5. You can give the child grated fresh vegetables and fruits, which before that must be well washed and peeled. Over time, it will be possible to give the child vegetables and fruits in slices.
Juices and other drinks
1. The baby has enough fluids that she receives with breast milk. From 6 months of age, some babies may sometimes need water. Do not give your child distilled, carbonated and mineral water.
2. It is advisable to give juice to the child when he is already receiving other products of complementary foods. Juice can be given in a small amount (80-100 ml under the age of 1 year), making sure that the baby drinks enough breast milk (milk formula in the case of artificial feeding). Juices do not need to be diluted with water and sugar is added.
3. Starting from 6 months it is necessary to help the child learn to drink from a cup.
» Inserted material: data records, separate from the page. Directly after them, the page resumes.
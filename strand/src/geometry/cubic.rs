//! Cubic Bézier curve utilities for subdivision and manipulation.
//!
//! These helpers split path segments at a hit parameter when the user
//! inserts a point mid-curve, preserving the visual curve shape.

use crate::model::Vec2;

/// Control points of a cubic Bézier curve.
#[derive(Clone, Copy, Debug)]
pub struct CubicBezier {
    pub p0: Vec2, // Start point
    pub p1: Vec2, // First control point
    pub p2: Vec2, // Second control point
    pub p3: Vec2, // End point
}

impl CubicBezier {
    pub fn new(p0: Vec2, p1: Vec2, p2: Vec2, p3: Vec2) -> Self {
        Self { p0, p1, p2, p3 }
    }

    /// Evaluate the curve at parameter t ∈ [0, 1].
    pub fn eval(&self, t: f32) -> Vec2 {
        crate::geometry::math::cubic_point(t, self.p0, self.p1, self.p2, self.p3)
    }

    /// Split the curve at parameter t using de Casteljau subdivision.
    ///
    /// Returns two cubic curves: the first from 0..t, the second from t..1.
    pub fn split_at(&self, t: f32) -> (CubicBezier, CubicBezier) {
        let p01 = lerp_vec2(self.p0, self.p1, t);
        let p12 = lerp_vec2(self.p1, self.p2, t);
        let p23 = lerp_vec2(self.p2, self.p3, t);

        let p012 = lerp_vec2(p01, p12, t);
        let p123 = lerp_vec2(p12, p23, t);

        let p0123 = lerp_vec2(p012, p123, t); // The split point

        let first = CubicBezier::new(self.p0, p01, p012, p0123);
        let second = CubicBezier::new(p0123, p123, p23, self.p3);

        (first, second)
    }
}

/// Linear interpolation between two Vec2s.
#[inline]
pub fn lerp_vec2(a: Vec2, b: Vec2, t: f32) -> Vec2 {
    Vec2 {
        x: a.x + t * (b.x - a.x),
        y: a.y + t * (b.y - a.y),
    }
}

#[cfg(test)]
mod tests {
    use super::*;

    fn vec2(x: f32, y: f32) -> Vec2 {
        Vec2 { x, y }
    }

    #[test]
    fn test_eval_endpoints() {
        let curve = CubicBezier::new(
            vec2(0.0, 0.0),
            vec2(1.0, 2.0),
            vec2(3.0, 2.0),
            vec2(4.0, 0.0),
        );

        let start = curve.eval(0.0);
        let end = curve.eval(1.0);

        assert!((start.x - 0.0).abs() < 1e-6);
        assert!((start.y - 0.0).abs() < 1e-6);
        assert!((end.x - 4.0).abs() < 1e-6);
        assert!((end.y - 0.0).abs() < 1e-6);
    }

    #[test]
    fn test_split_at_midpoint() {
        let curve = CubicBezier::new(
            vec2(0.0, 0.0),
            vec2(1.0, 2.0),
            vec2(3.0, 2.0),
            vec2(4.0, 0.0),
        );

        let (first, second) = curve.split_at(0.5);

        // First curve should start at original start
        assert!((first.p0.x - 0.0).abs() < 1e-6);

        // Second curve should end at original end
        assert!((second.p3.x - 4.0).abs() < 1e-6);

        // Split point should match
        let mid = curve.eval(0.5);
        assert!((first.p3.x - mid.x).abs() < 1e-6);
        assert!((first.p3.y - mid.y).abs() < 1e-6);
        assert!((second.p0.x - mid.x).abs() < 1e-6);
        assert!((second.p0.y - mid.y).abs() < 1e-6);
    }

    #[test]
    fn test_split_continuity() {
        let curve = CubicBezier::new(
            vec2(0.0, 0.0),
            vec2(0.0, 10.0),
            vec2(10.0, 10.0),
            vec2(10.0, 0.0),
        );

        let (first, _second) = curve.split_at(0.3);

        // Sample points on the left split curve should match the original
        for i in 0..=10 {
            let t = i as f32 / 10.0;
            let orig_point = curve.eval(t * 0.3);
            let split_point = first.eval(t);

            assert!(
                (orig_point.x - split_point.x).abs() < 1e-4,
                "x mismatch at t={}: {} vs {}",
                t,
                orig_point.x,
                split_point.x
            );
            assert!(
                (orig_point.y - split_point.y).abs() < 1e-4,
                "y mismatch at t={}: {} vs {}",
                t,
                orig_point.y,
                split_point.y
            );
        }
    }
}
4. It is not recommended to use any type of tea (black, green, herbal) and coffee up to two years. These drinks interfere with the absorption of iron. After two years of age, you should avoid drinking tea while eating.
1. It is recommended to give the child soft cottage cheese (from 6 months).
2. Do not give the child whole undiluted cow or goat milk up to 9 months of age, and preferably up to 1 year. Diluted cow’s milk can be used to prepare complementary foods.
3. It is not recommended to feed the child exclusively with goat’s milk, in particular due to the risk of folic deficiency anemia.
The frequency of administration of complementary foods
A child under the age of 8 months should receive complementary foods 3 times a day, at the age of 9-11 months, 4 times a day. At the age of 1 year, the child should receive a variety of complementary foods from each group of products, be able to drink from a cup.